▶ **Task details**:
What lines in the following entries hold the word "extract"? Copy each one.

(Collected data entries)
____________________

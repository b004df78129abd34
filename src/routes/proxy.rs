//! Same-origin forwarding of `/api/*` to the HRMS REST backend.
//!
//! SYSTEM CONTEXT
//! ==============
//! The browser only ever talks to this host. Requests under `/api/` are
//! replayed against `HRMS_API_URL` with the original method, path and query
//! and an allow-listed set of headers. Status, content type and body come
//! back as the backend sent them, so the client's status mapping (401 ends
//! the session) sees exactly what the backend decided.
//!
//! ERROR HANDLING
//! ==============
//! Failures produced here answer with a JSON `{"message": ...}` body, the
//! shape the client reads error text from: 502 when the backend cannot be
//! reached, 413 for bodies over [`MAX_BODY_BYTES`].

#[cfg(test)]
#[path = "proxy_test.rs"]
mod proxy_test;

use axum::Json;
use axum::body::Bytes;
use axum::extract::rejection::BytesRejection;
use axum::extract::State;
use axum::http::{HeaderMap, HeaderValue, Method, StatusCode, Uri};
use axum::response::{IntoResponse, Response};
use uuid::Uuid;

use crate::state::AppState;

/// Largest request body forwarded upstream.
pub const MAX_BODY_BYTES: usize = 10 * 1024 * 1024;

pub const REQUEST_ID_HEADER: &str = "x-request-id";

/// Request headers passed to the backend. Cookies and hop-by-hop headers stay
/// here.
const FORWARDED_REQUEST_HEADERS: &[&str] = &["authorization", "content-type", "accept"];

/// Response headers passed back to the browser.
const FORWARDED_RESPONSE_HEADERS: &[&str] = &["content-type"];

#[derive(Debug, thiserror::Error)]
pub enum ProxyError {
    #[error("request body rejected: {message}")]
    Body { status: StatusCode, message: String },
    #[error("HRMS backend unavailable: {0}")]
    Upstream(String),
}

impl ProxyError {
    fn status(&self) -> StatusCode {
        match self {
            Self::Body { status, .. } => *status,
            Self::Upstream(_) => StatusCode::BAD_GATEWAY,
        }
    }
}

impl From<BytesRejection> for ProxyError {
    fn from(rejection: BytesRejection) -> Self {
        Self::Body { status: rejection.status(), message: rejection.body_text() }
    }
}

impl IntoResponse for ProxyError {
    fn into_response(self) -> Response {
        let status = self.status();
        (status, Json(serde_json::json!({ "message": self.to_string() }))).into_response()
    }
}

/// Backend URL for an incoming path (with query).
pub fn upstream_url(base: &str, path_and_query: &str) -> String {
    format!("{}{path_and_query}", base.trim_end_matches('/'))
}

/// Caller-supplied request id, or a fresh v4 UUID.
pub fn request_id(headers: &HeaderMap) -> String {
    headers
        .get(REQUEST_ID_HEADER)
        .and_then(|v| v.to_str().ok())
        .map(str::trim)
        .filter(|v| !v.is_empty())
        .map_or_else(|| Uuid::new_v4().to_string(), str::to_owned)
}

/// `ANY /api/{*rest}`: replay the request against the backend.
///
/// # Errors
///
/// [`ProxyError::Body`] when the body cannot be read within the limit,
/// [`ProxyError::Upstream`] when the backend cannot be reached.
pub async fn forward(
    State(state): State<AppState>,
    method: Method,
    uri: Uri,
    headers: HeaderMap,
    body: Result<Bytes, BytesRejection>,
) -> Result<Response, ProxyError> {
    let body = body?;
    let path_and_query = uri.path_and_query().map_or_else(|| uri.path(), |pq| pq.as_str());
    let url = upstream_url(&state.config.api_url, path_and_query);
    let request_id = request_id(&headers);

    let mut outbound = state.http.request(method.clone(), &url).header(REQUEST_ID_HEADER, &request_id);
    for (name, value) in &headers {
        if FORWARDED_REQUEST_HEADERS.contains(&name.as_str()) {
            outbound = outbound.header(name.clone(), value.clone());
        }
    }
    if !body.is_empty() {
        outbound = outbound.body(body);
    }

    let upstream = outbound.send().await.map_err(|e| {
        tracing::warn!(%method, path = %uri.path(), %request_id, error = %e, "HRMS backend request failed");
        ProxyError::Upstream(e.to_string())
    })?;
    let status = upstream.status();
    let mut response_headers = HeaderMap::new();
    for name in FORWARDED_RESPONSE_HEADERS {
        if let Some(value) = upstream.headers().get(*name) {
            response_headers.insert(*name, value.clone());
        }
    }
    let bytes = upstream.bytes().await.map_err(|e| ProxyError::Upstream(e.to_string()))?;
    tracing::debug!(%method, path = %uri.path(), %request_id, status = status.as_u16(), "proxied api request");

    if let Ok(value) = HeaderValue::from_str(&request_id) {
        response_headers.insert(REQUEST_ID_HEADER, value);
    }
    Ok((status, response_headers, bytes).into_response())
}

____________________

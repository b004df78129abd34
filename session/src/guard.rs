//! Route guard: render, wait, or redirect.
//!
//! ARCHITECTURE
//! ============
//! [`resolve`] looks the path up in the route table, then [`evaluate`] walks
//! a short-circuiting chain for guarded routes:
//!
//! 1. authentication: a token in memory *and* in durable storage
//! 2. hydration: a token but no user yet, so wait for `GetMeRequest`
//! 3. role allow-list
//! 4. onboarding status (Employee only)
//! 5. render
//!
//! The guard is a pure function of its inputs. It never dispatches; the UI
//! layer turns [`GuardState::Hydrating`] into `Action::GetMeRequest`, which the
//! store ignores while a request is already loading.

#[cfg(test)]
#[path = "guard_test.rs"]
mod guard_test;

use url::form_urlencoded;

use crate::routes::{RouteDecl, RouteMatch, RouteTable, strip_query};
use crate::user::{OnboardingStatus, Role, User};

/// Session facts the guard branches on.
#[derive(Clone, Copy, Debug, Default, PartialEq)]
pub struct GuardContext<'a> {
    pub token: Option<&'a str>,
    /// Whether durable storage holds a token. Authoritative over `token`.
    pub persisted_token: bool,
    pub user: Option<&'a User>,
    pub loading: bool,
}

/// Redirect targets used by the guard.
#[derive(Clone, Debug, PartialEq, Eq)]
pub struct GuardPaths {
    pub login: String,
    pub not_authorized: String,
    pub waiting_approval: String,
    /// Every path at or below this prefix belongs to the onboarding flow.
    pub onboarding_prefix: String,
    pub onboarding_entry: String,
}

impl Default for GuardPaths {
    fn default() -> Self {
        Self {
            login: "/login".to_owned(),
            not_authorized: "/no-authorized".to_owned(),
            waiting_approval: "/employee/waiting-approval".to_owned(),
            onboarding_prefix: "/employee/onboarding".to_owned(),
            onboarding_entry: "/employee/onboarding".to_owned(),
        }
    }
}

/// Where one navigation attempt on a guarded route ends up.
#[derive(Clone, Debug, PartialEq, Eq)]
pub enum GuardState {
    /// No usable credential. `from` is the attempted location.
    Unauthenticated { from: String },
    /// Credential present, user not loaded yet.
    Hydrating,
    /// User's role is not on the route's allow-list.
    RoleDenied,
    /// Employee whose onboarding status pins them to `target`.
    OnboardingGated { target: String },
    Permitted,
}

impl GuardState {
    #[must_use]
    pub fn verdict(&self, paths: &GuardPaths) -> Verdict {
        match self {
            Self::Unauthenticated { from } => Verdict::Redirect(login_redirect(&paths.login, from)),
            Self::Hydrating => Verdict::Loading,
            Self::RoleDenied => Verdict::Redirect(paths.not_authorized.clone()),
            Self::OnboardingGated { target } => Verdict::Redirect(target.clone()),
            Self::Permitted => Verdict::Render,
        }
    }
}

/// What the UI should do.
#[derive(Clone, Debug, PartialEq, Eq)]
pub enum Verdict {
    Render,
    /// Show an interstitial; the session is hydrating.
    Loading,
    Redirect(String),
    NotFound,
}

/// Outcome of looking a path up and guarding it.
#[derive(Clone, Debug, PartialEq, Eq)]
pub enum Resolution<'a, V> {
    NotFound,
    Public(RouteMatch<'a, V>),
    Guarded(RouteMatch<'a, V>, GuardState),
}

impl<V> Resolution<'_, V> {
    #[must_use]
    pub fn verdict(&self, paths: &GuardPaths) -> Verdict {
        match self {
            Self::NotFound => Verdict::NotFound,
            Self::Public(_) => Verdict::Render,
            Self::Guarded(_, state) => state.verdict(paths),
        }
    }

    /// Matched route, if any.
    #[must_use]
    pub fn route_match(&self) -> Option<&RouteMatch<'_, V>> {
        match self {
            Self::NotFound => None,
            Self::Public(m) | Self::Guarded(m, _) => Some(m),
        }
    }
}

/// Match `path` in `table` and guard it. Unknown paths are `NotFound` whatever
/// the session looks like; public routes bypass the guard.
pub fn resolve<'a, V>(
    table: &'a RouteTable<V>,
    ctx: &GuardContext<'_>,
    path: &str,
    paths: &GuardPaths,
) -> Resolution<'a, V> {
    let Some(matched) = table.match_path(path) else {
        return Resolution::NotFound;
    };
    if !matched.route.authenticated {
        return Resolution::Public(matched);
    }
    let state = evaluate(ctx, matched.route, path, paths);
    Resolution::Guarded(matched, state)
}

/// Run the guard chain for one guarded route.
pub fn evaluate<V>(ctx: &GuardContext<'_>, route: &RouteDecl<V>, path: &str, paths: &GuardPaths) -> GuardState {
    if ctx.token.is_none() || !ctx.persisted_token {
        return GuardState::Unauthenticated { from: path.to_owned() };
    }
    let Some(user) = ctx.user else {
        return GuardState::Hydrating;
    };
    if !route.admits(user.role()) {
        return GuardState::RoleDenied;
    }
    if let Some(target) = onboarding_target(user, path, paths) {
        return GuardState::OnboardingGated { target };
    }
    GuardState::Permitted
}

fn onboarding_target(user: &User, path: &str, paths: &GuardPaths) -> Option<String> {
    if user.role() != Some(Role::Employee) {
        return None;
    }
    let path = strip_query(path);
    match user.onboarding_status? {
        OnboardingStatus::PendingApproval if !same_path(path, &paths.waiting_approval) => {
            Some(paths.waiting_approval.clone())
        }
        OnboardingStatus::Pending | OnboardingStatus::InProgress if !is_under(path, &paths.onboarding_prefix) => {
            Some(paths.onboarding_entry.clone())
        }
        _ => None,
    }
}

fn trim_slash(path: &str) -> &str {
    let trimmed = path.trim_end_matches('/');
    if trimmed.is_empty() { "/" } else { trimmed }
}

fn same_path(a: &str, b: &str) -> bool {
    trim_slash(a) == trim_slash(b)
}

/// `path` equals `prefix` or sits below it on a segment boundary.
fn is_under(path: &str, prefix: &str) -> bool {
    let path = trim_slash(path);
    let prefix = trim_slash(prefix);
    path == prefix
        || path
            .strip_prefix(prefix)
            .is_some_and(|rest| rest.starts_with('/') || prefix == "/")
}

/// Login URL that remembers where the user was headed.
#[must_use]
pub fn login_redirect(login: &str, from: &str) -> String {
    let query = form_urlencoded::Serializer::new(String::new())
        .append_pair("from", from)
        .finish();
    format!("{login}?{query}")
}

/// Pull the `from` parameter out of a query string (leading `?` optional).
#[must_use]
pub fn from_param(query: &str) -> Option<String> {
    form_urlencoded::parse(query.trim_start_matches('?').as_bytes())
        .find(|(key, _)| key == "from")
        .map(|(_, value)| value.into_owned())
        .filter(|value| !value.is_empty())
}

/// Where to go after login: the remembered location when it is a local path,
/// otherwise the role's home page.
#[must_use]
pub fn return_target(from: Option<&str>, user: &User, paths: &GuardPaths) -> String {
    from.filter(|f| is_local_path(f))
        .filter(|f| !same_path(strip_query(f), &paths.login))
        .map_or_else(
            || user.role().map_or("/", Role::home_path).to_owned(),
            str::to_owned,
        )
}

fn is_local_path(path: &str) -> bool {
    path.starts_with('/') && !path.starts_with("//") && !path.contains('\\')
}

____________________

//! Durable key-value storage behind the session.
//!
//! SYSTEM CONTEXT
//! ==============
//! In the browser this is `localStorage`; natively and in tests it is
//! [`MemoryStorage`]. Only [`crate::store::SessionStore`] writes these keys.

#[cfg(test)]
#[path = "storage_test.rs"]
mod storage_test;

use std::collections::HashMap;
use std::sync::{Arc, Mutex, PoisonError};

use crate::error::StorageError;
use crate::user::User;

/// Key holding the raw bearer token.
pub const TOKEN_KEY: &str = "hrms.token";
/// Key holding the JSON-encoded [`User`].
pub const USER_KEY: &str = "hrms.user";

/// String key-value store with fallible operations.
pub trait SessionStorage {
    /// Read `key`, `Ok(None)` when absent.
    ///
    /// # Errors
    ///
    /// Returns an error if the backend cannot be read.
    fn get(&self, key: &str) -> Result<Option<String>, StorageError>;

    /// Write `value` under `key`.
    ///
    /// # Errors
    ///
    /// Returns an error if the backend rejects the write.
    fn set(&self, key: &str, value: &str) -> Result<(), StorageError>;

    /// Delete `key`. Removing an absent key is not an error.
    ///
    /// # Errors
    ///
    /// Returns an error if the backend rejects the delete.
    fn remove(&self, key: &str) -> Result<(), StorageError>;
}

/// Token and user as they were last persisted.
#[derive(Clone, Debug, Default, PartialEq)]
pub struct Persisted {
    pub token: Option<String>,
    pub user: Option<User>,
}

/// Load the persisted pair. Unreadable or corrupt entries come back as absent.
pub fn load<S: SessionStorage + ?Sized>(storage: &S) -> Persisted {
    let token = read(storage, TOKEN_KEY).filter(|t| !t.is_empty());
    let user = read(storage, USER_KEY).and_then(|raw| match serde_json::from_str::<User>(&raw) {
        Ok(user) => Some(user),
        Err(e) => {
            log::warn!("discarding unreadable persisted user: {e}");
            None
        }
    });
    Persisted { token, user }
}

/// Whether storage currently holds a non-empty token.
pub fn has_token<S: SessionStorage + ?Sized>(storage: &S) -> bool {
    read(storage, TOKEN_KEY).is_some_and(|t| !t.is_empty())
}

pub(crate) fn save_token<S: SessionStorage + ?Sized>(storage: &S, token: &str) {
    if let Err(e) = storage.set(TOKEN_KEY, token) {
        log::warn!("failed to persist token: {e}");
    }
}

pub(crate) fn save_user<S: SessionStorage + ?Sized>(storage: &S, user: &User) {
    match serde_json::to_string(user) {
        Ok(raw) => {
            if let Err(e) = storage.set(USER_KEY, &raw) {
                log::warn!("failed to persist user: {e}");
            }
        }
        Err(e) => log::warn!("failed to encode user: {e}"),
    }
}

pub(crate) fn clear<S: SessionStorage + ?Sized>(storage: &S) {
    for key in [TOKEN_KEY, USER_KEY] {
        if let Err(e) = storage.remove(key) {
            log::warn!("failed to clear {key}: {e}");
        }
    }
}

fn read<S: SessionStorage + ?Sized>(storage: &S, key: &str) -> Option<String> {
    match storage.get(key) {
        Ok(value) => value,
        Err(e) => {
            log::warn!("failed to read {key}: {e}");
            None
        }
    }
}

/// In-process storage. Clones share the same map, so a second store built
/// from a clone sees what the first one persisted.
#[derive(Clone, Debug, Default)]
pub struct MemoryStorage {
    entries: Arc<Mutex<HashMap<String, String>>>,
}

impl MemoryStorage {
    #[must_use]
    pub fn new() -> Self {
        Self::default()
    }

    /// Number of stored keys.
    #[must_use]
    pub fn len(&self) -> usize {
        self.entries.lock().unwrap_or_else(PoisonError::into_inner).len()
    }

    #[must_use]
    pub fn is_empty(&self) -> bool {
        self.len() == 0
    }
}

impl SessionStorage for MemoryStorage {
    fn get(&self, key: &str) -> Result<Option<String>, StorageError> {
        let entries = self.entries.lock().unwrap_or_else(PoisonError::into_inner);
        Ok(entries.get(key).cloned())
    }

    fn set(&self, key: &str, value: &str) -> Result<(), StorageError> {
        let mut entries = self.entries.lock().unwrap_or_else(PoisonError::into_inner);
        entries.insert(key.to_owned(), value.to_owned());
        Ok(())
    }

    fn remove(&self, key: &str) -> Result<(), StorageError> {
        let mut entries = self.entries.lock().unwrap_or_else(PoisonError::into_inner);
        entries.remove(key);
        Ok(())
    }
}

____________________

▶ **Worked solution**:
use axum::extract::rejection::BytesRejection;
use axum::extract::State;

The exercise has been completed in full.